To whom does the water of the world belong?
I would say that it is in the hands of future generations. It is our responsibility now, to protect the future and to inform and educate our children on how to be active members of the community.
Here is one example of a boy, nine years of age, taking a stand for what he believes in. We could all learn something from him as he bravely testifies to the Maine Public Utilities commission regarding a proposed 45 year contract between the Fryeburg (Maine) Water Company and Nestle, for corporate large-scale water extraction from their aquifer.
Watch this and be inspired. There is so much hope for our future.
In the small town of Fryeburg, Maine, people of all ages have been coming together to support one another and to inform other citizens about the facts of the matter to get as many involved as possible.
Nickie Sekera is mother to Luke, the boy in the video. She is a Fryeburg local as well as a human rights activist. You can follow some of what she stands behind at The US Campaign for Burma Website.
Here, she explains the initial interest in the water issue:
“Luke is who lead me into the water issue. We have worked together on Human Rights causes his whole life, but when we began learning about the water situation in our own town, he had so many questions. His inquiry process brought us on this journey. The issue is real and at a close proximity—on a different level than advocating for others—we are advocating for ourselves and speaking our own truth and affects of personal experience instead of amplifying the voice of others. It is important to learn to do both.”

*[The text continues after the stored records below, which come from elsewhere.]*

use std::collections::HashSet;

use serde::Deserialize;

use super::domain::{Course, CourseId};
use super::range::NumericRange;
use super::sample;

/// Immutable, ordered set of courses with unique ids.
#[derive(Debug, Clone, Default, PartialEq)]
pub struct CourseCatalog {
    courses: Vec<Course>,
}

#[derive(Debug, Clone, PartialEq, Eq, thiserror::Error)]
pub enum CatalogError {
    #[error("duplicate course id {0}")]
    DuplicateCourse(CourseId),
}

/// Catalog browsing filter. Empty fields do not restrict the result.
#[derive(Debug, Clone, Default, PartialEq, Eq, Deserialize)]
#[serde(rename_all = "camelCase", default)]
pub struct CourseFilter {
    pub search: String,
    pub level: String,
    pub difficulty: String,
    pub department: String,
    pub price_range: String,
}

impl CourseCatalog {
    pub fn new(courses: Vec<Course>) -> Result<Self, CatalogError> {
        let mut seen = HashSet::new();
        for course in &courses {
            if !seen.insert(&course.course_id) {
                return Err(CatalogError::DuplicateCourse(course.course_id.clone()));
            }
        }
        Ok(Self { courses })
    }

    /// Built-in catalog used when no catalog file is configured.
    pub fn sample() -> Self {
        Self {
            courses: sample::courses(),
        }
    }

    pub fn courses(&self) -> &[Course] {
        &self.courses
    }

    pub fn len(&self) -> usize {
        self.courses.len()
    }

    pub fn is_empty(&self) -> bool {
        self.courses.is_empty()
    }

    pub fn get(&self, course_id: &CourseId) -> Option<&Course> {
        self.courses
            .iter()
            .find(|course| &course.course_id == course_id)
    }

    pub fn search(&self, filter: &CourseFilter) -> Vec<&Course> {
        let term = filter.search.trim().to_lowercase();
        let price = NumericRange::parse(&filter.price_range);

        self.courses
            .iter()
            .filter(|course| term.is_empty() || matches_term(course, &term))
            .filter(|course| filter.level.is_empty() || course.level == filter.level)
            .filter(|course| filter.difficulty.is_empty() || course.difficulty == filter.difficulty)
            .filter(|course| filter.department.is_empty() || course.department == filter.department)
            .filter(|course| price.map_or(true, |range| range.contains(course.price.amount)))
            .collect()
    }
}

fn matches_term(course: &Course, term: &str) -> bool {
    course.title.to_lowercase().contains(term)
        || course.description.to_lowercase().contains(term)
        || course.instructor.name.to_lowercase().contains(term)
        || course
            .tags
            .iter()
            .any(|tag| tag.to_lowercase().contains(term))
}

#[cfg(test)]
mod tests {
    use super::*;

    fn ids(courses: &[&Course]) -> Vec<String> {
        courses.iter().map(|course| course.course_id.0.clone()).collect()
    }

    #[test]
    fn rejects_duplicate_ids() {
        let mut courses = sample::courses();
        let duplicate = courses[0].clone();
        courses.push(duplicate.clone());

        assert_eq!(
            CourseCatalog::new(courses),
            Err(CatalogError::DuplicateCourse(duplicate.course_id))
        );
    }

    #[test]
    fn sample_ids_are_unique() {
        assert!(CourseCatalog::new(sample::courses()).is_ok());
    }

    #[test]
    fn empty_filter_returns_catalog_in_order() {
        let catalog = CourseCatalog::sample();
        let all = catalog.search(&CourseFilter::default());
        assert_eq!(all.len(), catalog.len());
        assert_eq!(all[0].course_id, catalog.courses()[0].course_id);
    }

    #[test]
    fn open_price_range_is_a_lower_bound() {
        let catalog = CourseCatalog::sample();
        let filter = CourseFilter {
            price_range: "700+".to_string(),
            ..CourseFilter::default()
        };

        let found = catalog.search(&filter);
        assert!(!found.is_empty());
        assert!(found.iter().all(|course| course.price.amount >= 700.0));
        let expected = catalog
            .courses()
            .iter()
            .filter(|course| course.price.amount >= 700.0)
            .count();
        assert_eq!(found.len(), expected);
    }

    #[test]
    fn search_term_matches_instructor_and_tags() {
        let catalog = CourseCatalog::sample();
        let by_tag = catalog.search(&CourseFilter {
            search: "ml".to_string(),
            ..CourseFilter::default()
        });
        assert!(by_tag.iter().any(|course| course.tags.iter().any(|tag| tag == "ML")));

        let instructor = catalog.courses()[0].instructor.name.to_uppercase();
        let by_instructor = catalog.search(&CourseFilter {
            search: instructor,
            ..CourseFilter::default()
        });
        assert!(ids(&by_instructor).contains(&catalog.courses()[0].course_id.0));
    }

    #[test]
    fn exact_filters_combine() {
        let catalog = CourseCatalog::sample();
        let filter = CourseFilter {
            level: "Beginner".to_string(),
            difficulty: "easy".to_string(),
            department: "Artificial Intelligence".to_string(),
            ..CourseFilter::default()
        };

        let found = catalog.search(&filter);
        assert!(!found.is_empty());
        assert!(found.iter().all(|course| course.level == "Beginner"
            && course.difficulty == "easy"
            && course.department == "Artificial Intelligence"));
    }

    #[test]
    fn get_finds_by_id() {
        let catalog = CourseCatalog::sample();
        let first = catalog.courses()[0].course_id.clone();
        assert!(catalog.get(&first).is_some());
        assert!(catalog.get(&CourseId::from("nope")).is_none());
    }
}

Here, she explains the feelings of the community quite eloquently:
“Essentially, we are concerned that the presence of the largest food and beverage corporation in the world’s presence in our town with so much control is not good for us local citizens. To whom does the water of the world belong? Water should not be a commodity but protected under a public trust – as a life-giving resource and critical part of our commons -for humans and all living things. Corporations care about growing profits and shareholders demand growth for a return on their investment. Capitalism as it exists is the biggest looming threat to our environment. We are hard placed to operate from a conservation and preservation point with this capitalist trajectory. We are on a planet of finite resources and capital growth exploiting resources paints the future in grim hues… Water, I feel, is the part of the commons that we must stand for and protect post haste. If we do it strongly, lovingly and unflinchingly with intent we will demand that our sources stay clean and hold accountable all that threatens it. A way of working backward to all industry that does harm with impunity… just a dream… but ours to make real.”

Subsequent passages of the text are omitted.